TASK DESCRIPTION >> Print exactly those lines that run from the beginning of the data to the line bearing "filename src/protocol/handler.rs", inclusive.

ENTRIES SHOWN >>
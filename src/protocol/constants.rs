//! SOCKS4 Protocol Constants

// SOCKS4 Protocol Version
pub const SOCKS4_VERSION: u8 = 0x04;

// Some servers answer with a zero version byte
pub const SOCKS4_REPLY_VERSION: u8 = 0x00;

// SOCKS4 Commands
pub const SOCKS4_CMD_CONNECT: u8 = 0x01;
pub const SOCKS4_CMD_BIND: u8 = 0x02;

// Reply Codes
pub const SOCKS4_REPLY_GRANTED: u8 = 90;
pub const SOCKS4_REPLY_REJECTED: u8 = 91;
pub const SOCKS4_REPLY_IDENTD_UNREACHABLE: u8 = 92;
pub const SOCKS4_REPLY_IDENTD_MISMATCH: u8 = 93;

// Reply length: VN CD DSTPORT(2) DSTIP(4)
pub const SOCKS4_REPLY_LEN: usize = 8;

// SOCKS4a: DSTIP 0.0.0.x (x != 0) means "resolve the hostname that follows"
pub const SOCKS4A_SENTINEL_IP: [u8; 4] = [0x00, 0x00, 0x00, 0x01];

// Field terminator for USERID and hostname
pub const SOCKS4_NUL: u8 = 0x00;

// URL schemes
pub const SCHEME_SOCKS4: &str = "socks4";
pub const SCHEME_SOCKS4A: &str = "socks4a";

// Conventional SOCKS port
pub const SOCKS_DEFAULT_PORT: u16 = 1080;
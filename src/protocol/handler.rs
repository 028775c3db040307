//! SOCKS4 Handshake Handler
//!
//! Encodes the client request, decodes the 8-byte server reply, and drives
//! the write-then-read exchange over any async byte stream.

use std::net::{IpAddr, Ipv4Addr};

use bytes::{BufMut, Bytes, BytesMut};
use tokio::io::{AsyncRead, AsyncReadExt, AsyncWrite, AsyncWriteExt};
use tracing::debug;

use super::{Command, Host, ReplyCode, Scheme, SocksAddress};
use crate::error::SocksError;
use crate::protocol::constants::*;

/// Build a SOCKS4 / SOCKS4a request.
///
/// Layout: `VN CD DSTPORT(2) DSTIP(4) USERID NUL`, followed by
/// `HOST NUL` under SOCKS4a. The user id is always empty. Under SOCKS4a the
/// `ip` argument is ignored and the sentinel `0.0.0.1` is sent instead.
pub fn build_request(command: Command, scheme: Scheme, host: &str, port: u16, ip: Ipv4Addr) -> Bytes {
    let host_len = match scheme {
        Scheme::Socks4 => 0,
        Scheme::Socks4a => host.len() + 1,
    };
    let mut request = BytesMut::with_capacity(9 + host_len);

    request.put_u8(SOCKS4_VERSION);
    request.put_u8(command.code());
    request.put_u16(port);

    match scheme {
        Scheme::Socks4 => request.put_slice(&ip.octets()),
        Scheme::Socks4a => request.put_slice(&SOCKS4A_SENTINEL_IP),
    }

    // Empty user id
    request.put_u8(SOCKS4_NUL);

    if scheme == Scheme::Socks4a {
        request.put_slice(host.as_bytes());
        request.put_u8(SOCKS4_NUL);
    }

    request.freeze()
}

/// Parse the 8-byte SOCKS4 reply into the bound address.
///
/// The version byte is not checked. Any reply code other than "granted"
/// is returned as [`SocksError::Rejected`].
pub fn parse_reply(reply: &[u8; SOCKS4_REPLY_LEN]) -> Result<SocksAddress, SocksError> {
    let code = ReplyCode::from(reply[1]);
    if !code.is_granted() {
        return Err(SocksError::Rejected(code));
    }

    let port = u16::from_be_bytes([reply[2], reply[3]]);
    let ip = Ipv4Addr::new(reply[4], reply[5], reply[6], reply[7]);

    Ok(SocksAddress::new(Host::Ip(IpAddr::V4(ip)), port))
}

/// SOCKS4 handshake driver for the client side of a proxy connection
pub struct Socks4Handler<S> {
    stream: S,
}

impl<S> Socks4Handler<S>
where
    S: AsyncRead + AsyncWrite + Unpin,
{
    /// Create a new SOCKS4 handler for the given stream
    pub fn new(stream: S) -> Self {
        Self { stream }
    }

    /// Send a request built by [`build_request`]
    pub async fn send_request(&mut self, request: &[u8]) -> Result<(), SocksError> {
        self.stream.write_all(request).await.map_err(SocksError::Io)?;
        self.stream.flush().await.map_err(SocksError::Io)?;
        debug!("Sent SOCKS4 request ({} bytes)", request.len());
        Ok(())
    }

    /// Read the fixed-size reply and return the bound address
    pub async fn receive_reply(&mut self) -> Result<SocksAddress, SocksError> {
        let mut reply = [0u8; SOCKS4_REPLY_LEN];
        self.stream.read_exact(&mut reply).await.map_err(SocksError::Io)?;

        if reply[0] != SOCKS4_VERSION && reply[0] != SOCKS4_REPLY_VERSION {
            debug!("Ignoring unexpected SOCKS4 reply version: {}", reply[0]);
        }

        let bound = parse_reply(&reply);
        match &bound {
            Ok(addr) => debug!("SOCKS4 request granted, bound address {}", addr),
            Err(e) => debug!("SOCKS4 request failed: {}", e),
        }
        bound
    }

    /// Run one request/reply exchange. The write completes before the read starts.
    pub async fn handshake(&mut self, request: &[u8]) -> Result<SocksAddress, SocksError> {
        self.send_request(request).await?;
        self.receive_reply().await
    }

    /// Get the underlying stream back
    pub fn into_stream(self) -> S {
        self.stream
    }
}
//! socks4dialer
//!
//! SOCKS4 / SOCKS4a client dialer.
//!
//! Opens a TCP connection to a target through a SOCKS4 proxy and exposes it
//! as a generic `Dial` capability, so it can be composed into higher-level
//! transports. Handshakes are cancellable through a `Context` carrying a
//! cancellation token and a deadline.

pub mod address;
pub mod check;
pub mod config;
pub mod context;
pub mod dialer;
pub mod error;
pub mod protocol;

pub use config::Config;
pub use context::Context;
pub use dialer::{BoxedStream, Dial, DialerConfig, DirectDialer, Network, Socks4Dialer, SocksStream};
pub use error::{DialError, ErrorKind, SocksError};
pub use protocol::{Command, ReplyCode, Scheme, SocksAddress};

/// Result type for configuration and tooling code
pub type Result<T> = anyhow::Result<T>;
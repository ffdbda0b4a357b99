use serde::{Deserialize, Serialize};

use crate::error::{Error, Result};

/// Characters that shape how a delimited file is tokenized.
///
/// When `quote_escape` equals `quote_char` a quote inside a quoted field is
/// written doubled (`""`), as in RFC 4180.
#[derive(Debug, Clone, Copy, PartialEq, Eq, Serialize, Deserialize)]
#[serde(default)]
pub struct CsvFormat {
    pub delimiter: char,
    pub quote_char: char,
    pub quote_escape: char,
    /// Lines starting with this character at a record boundary are comments.
    pub comment_char: char,
}

impl Default for CsvFormat {
    fn default() -> Self {
        Self {
            delimiter: ',',
            quote_char: '"',
            quote_escape: '"',
            comment_char: '#',
        }
    }
}

impl CsvFormat {
    pub fn with_delimiter(self, delimiter: char) -> Self {
        Self { delimiter, ..self }
    }

    pub fn with_quote_char(self, quote_char: char) -> Self {
        Self { quote_char, ..self }
    }

    pub fn with_quote_escape(self, quote_escape: char) -> Self {
        Self {
            quote_escape,
            ..self
        }
    }

    pub fn with_comment_char(self, comment_char: char) -> Self {
        Self {
            comment_char,
            ..self
        }
    }

    /// Byte form used by the tokenizer. Only single-byte (ASCII) characters
    /// are supported.
    pub(crate) fn to_bytes(self) -> Result<FormatBytes> {
        Ok(FormatBytes {
            delimiter: ascii_byte("delimiter", self.delimiter)?,
            quote: ascii_byte("quote", self.quote_char)?,
            escape: ascii_byte("quote escape", self.quote_escape)?,
            comment: ascii_byte("comment", self.comment_char)?,
        })
    }
}

#[derive(Debug, Clone, Copy, PartialEq, Eq)]
pub(crate) struct FormatBytes {
    pub delimiter: u8,
    pub quote: u8,
    pub escape: u8,
    pub comment: u8,
}

impl FormatBytes {
    pub fn doubled_quotes(&self) -> bool {
        self.escape == self.quote
    }
}

fn ascii_byte(what: &str, c: char) -> Result<u8> {
    if c.is_ascii() {
        Ok(c as u8)
    } else {
        Err(Error::Config(format!(
            "{what} character {c:?} is not a single-byte ASCII character"
        )))
    }
}
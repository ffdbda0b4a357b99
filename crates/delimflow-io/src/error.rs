//! IO-layer errors map into the canonical core `Error`.

pub use delimflow_core::error::{Error, Result};

/// Convert a tokenizer error. IO failures keep their `io::Error`; everything
/// else (bad UTF-8, unequal lengths, ...) becomes `Error::Parse` with the
/// parser's position info in the message.
pub(crate) fn from_csv(err: csv::Error) -> Error {
    let msg = err.to_string();
    match err.into_kind() {
        csv::ErrorKind::Io(e) => Error::Io(e),
        _ => Error::Parse(msg),
    }
}
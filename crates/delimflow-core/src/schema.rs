//! Logical schema types. Pure data; no file access here.
//!
//! A `Schema` is an ordered list of fields. Names are expected to be unique
//! but that is not enforced at this layer: a malformed header may produce
//! duplicates and they are passed through as-is.

use serde::{Deserialize, Serialize};

#[derive(Debug, Clone, Copy, PartialEq, Eq, Serialize, Deserialize)]
pub enum DataType {
    Boolean,
    Int64,
    Float64,
    Utf8,
}

#[derive(Debug, Clone, PartialEq, Eq, Serialize, Deserialize)]
pub struct Field {
    pub name: String,
    pub data_type: DataType,
    pub nullable: bool,
}

impl Field {
    pub fn new(name: impl Into<String>, data_type: DataType, nullable: bool) -> Self {
        Self {
            name: name.into(),
            data_type,
            nullable,
        }
    }

    /// Untyped text column.
    pub fn text(name: impl Into<String>) -> Self {
        Self::new(name, DataType::Utf8, true)
    }
}

#[derive(Debug, Clone, Default, PartialEq, Eq, Serialize, Deserialize)]
pub struct Schema {
    pub fields: Vec<Field>,
}

impl Schema {
    pub fn new(fields: Vec<Field>) -> Self {
        Self { fields }
    }

    /// Build a schema of nullable text columns, in order.
    pub fn from_column_names<I, S>(names: I) -> Self
    where
        I: IntoIterator<Item = S>,
        S: Into<String>,
    {
        Self::new(names.into_iter().map(Field::text).collect())
    }

    pub fn len(&self) -> usize {
        self.fields.len()
    }

    pub fn is_empty(&self) -> bool {
        self.fields.is_empty()
    }

    pub fn column_names(&self) -> Vec<String> {
        self.fields.iter().map(|f| f.name.clone()).collect()
    }

    pub fn field(&self, idx: usize) -> Option<&Field> {
        self.fields.get(idx)
    }

    pub fn index_of(&self, name: &str) -> Option<usize> {
        self.fields.iter().position(|f| f.name == name)
    }
}
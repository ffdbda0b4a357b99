//! `CsvPart` and its row cursor.
//!
//! Reader lifecycle:
//!
//! ```text
//! CsvPart (unopened) --open--> Opened { header records left } --> Streaming --> Closed
//! ```
//!
//! `Closed` is terminal and is reached on end of input, on the first error
//! (IO, parse, or row-width mismatch), on `close()`, and on drop. The parse
//! session is released on every one of those paths.

use std::iter::FusedIterator;
use std::path::{Path, PathBuf};
use std::sync::Arc;

use delimflow_core::row::Row;
use delimflow_core::schema::Schema;
use delimflow_core::source::{Part, SourceReader};

use super::header::Header;
use super::session::{CsvSession, ParserSettings};
use crate::error::{Error, Result};

/// The whole file as one unit of read work.
#[derive(Debug, Clone)]
pub struct CsvPart {
    path: PathBuf,
    settings: ParserSettings,
    header: Header,
    verify_rows: bool,
    schema: Arc<Schema>,
}

impl CsvPart {
    /// `verify_rows` is ignored for `Header::None`.
    pub fn new(
        path: PathBuf,
        settings: ParserSettings,
        header: Header,
        verify_rows: bool,
        schema: Schema,
    ) -> Self {
        Self {
            path,
            settings,
            header,
            verify_rows: verify_rows && header.allows_verification(),
            schema: Arc::new(schema),
        }
    }

    pub fn path(&self) -> &Path {
        &self.path
    }

    pub fn schema(&self) -> &Schema {
        &self.schema
    }

    pub fn verify_rows(&self) -> bool {
        self.verify_rows
    }

    /// Start a new parse pass. Every call opens its own session.
    pub fn open(&self) -> Result<CsvReader> {
        let session = CsvSession::open(&self.path, &self.settings)?;
        Ok(CsvReader {
            session,
            schema: Arc::clone(&self.schema),
            verify_rows: self.verify_rows,
            state: ReaderState::Opened {
                header_records: self.header.records_to_skip(),
            },
            rows_read: 0,
        })
    }
}

impl Part for CsvPart {
    fn reader(&self) -> Result<Box<dyn SourceReader>> {
        let reader: Box<dyn SourceReader> = Box::new(self.open()?);
        Ok(reader)
    }
}

#[derive(Debug, Clone, Copy, PartialEq, Eq)]
enum ReaderState {
    Opened { header_records: usize },
    Streaming,
    Closed,
}

/// Lazy, single-pass row cursor over one `CsvPart`.
#[derive(Debug)]
pub struct CsvReader {
    session: CsvSession,
    schema: Arc<Schema>,
    verify_rows: bool,
    state: ReaderState,
    rows_read: u64,
}

impl CsvReader {
    pub fn schema(&self) -> &Schema {
        &self.schema
    }

    /// Rows yielded so far.
    pub fn rows_read(&self) -> u64 {
        self.rows_read
    }

    pub fn is_closed(&self) -> bool {
        self.state == ReaderState::Closed
    }

    fn next_row(&mut self) -> Result<Option<Row>> {
        if let ReaderState::Opened { header_records } = self.state {
            for _ in 0..header_records {
                if self.session.parse_next()?.is_none() {
                    return Ok(None);
                }
            }
            #[cfg(feature = "tracing")]
            tracing::trace!(header_records, "discarded header records");
            self.state = ReaderState::Streaming;
        }

        let values = match self.session.parse_next()? {
            Some(values) => values,
            None => return Ok(None),
        };

        if self.verify_rows && values.len() != self.schema.len() {
            #[cfg(feature = "tracing")]
            tracing::debug!(
                found = values.len(),
                expected = self.schema.len(),
                row = self.rows_read,
                "row width does not match schema"
            );
            return Err(Error::RowMismatch {
                found: values.len(),
                expected: self.schema.len(),
                row: values,
                columns: self.schema.column_names(),
            });
        }

        self.rows_read += 1;
        Ok(Some(Row::new(Arc::clone(&self.schema), values)))
    }
}

impl Iterator for CsvReader {
    type Item = Result<Row>;

    fn next(&mut self) -> Option<Self::Item> {
        if self.is_closed() {
            return None;
        }
        match self.next_row() {
            Ok(Some(row)) => Some(Ok(row)),
            Ok(None) => {
                self.close();
                None
            }
            Err(e) => {
                self.close();
                Some(Err(e))
            }
        }
    }
}

impl FusedIterator for CsvReader {}

impl SourceReader for CsvReader {
    fn close(&mut self) {
        self.session.stop();
        self.state = ReaderState::Closed;
    }
}

impl Drop for CsvReader {
    fn drop(&mut self) {
        self.close();
    }
}

#[cfg(test)]
mod tests {
    use super::*;
    use std::fs;

    fn temp_file(name: &str, contents: &str) -> PathBuf {
        let mut path = std::env::temp_dir();
        path.push(format!("delimflow-part-{name}-{}.csv", std::process::id()));
        fs::write(&path, contents).expect("write temp csv");
        path
    }

    fn part(path: &Path, header: Header, verify: bool, columns: &[&str]) -> CsvPart {
        CsvPart::new(
            path.to_path_buf(),
            ParserSettings::default(),
            header,
            verify,
            Schema::from_column_names(columns.iter().copied()),
        )
    }

    #[test]
    fn first_row_is_discarded() {
        let path = temp_file("discard", "a,b\n1,2\n3,4\n");
        let rows: Vec<Row> = part(&path, Header::FirstRow, true, &["a", "b"])
            .open()
            .unwrap()
            .collect::<Result<_>>()
            .unwrap();
        assert_eq!(rows.len(), 2);
        assert_eq!(rows[0].values(), ["1", "2"]);
        let _ = fs::remove_file(&path);
    }

    #[test]
    fn mismatch_stops_the_stream_and_closes() {
        let path = temp_file("mismatch", "a,b,c\n1,2,3\n4,5\n6,7,8\n");
        let mut reader = part(&path, Header::FirstRow, true, &["a", "b", "c"])
            .open()
            .unwrap();
        assert!(reader.next().unwrap().is_ok());
        let err = reader.next().unwrap().unwrap_err();
        assert!(matches!(
            err,
            Error::RowMismatch {
                found: 2,
                expected: 3,
                ..
            }
        ));
        assert!(reader.is_closed());
        assert!(reader.next().is_none());
        assert_eq!(reader.rows_read(), 1);
        let _ = fs::remove_file(&path);
    }

    #[test]
    fn header_none_never_verifies() {
        let path = temp_file("none-verify", "1,2\n3\n");
        let p = part(&path, Header::None, true, &["0", "1"]);
        assert!(!p.verify_rows());
        let rows: Vec<Row> = p.open().unwrap().collect::<Result<_>>().unwrap();
        assert_eq!(rows.len(), 2);
        assert_eq!(rows[1].len(), 1);
        let _ = fs::remove_file(&path);
    }

    #[test]
    fn header_only_file_yields_nothing() {
        let path = temp_file("header-only", "a,b\n");
        let mut reader = part(&path, Header::FirstRow, true, &["a", "b"])
            .open()
            .unwrap();
        assert!(reader.next().is_none());
        assert!(reader.is_closed());
        let _ = fs::remove_file(&path);
    }

    #[test]
    fn explicit_close_is_terminal() {
        let path = temp_file("close", "a\n1\n2\n");
        let mut reader = part(&path, Header::FirstRow, true, &["a"]).open().unwrap();
        assert_eq!(reader.next().unwrap().unwrap().get(0), Some("1"));
        reader.close();
        assert!(reader.is_closed());
        assert!(reader.next().is_none());
        let _ = fs::remove_file(&path);
    }
}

TASK OUTPUT >>
filename src/protocol/constants.rs
//! SOCKS4 Protocol Constants

// SOCKS4 Protocol Version
pub const SOCKS4_VERSION: u8 = 0x04;

// Some servers answer with a zero version byte
pub const SOCKS4_REPLY_VERSION: u8 = 0x00;

// SOCKS4 Commands
pub const SOCKS4_CMD_CONNECT: u8 = 0x01;
pub const SOCKS4_CMD_BIND: u8 = 0x02;

// Reply Codes
pub const SOCKS4_REPLY_GRANTED: u8 = 90;
pub const SOCKS4_REPLY_REJECTED: u8 = 91;
pub const SOCKS4_REPLY_IDENTD_UNREACHABLE: u8 = 92;
pub const SOCKS4_REPLY_IDENTD_MISMATCH: u8 = 93;

// Reply length: VN CD DSTPORT(2) DSTIP(4)
pub const SOCKS4_REPLY_LEN: usize = 8;

// SOCKS4a: DSTIP 0.0.0.x (x != 0) means "resolve the hostname that follows"
pub const SOCKS4A_SENTINEL_IP: [u8; 4] = [0x00, 0x00, 0x00, 0x01];

// Field terminator for USERID and hostname
pub const SOCKS4_NUL: u8 = 0x00;

// URL schemes
pub const SCHEME_SOCKS4: &str = "socks4";
pub const SCHEME_SOCKS4A: &str = "socks4a";

// Conventional SOCKS port
pub const SOCKS_DEFAULT_PORT: u16 = 1080;
filename src/protocol/handler.rs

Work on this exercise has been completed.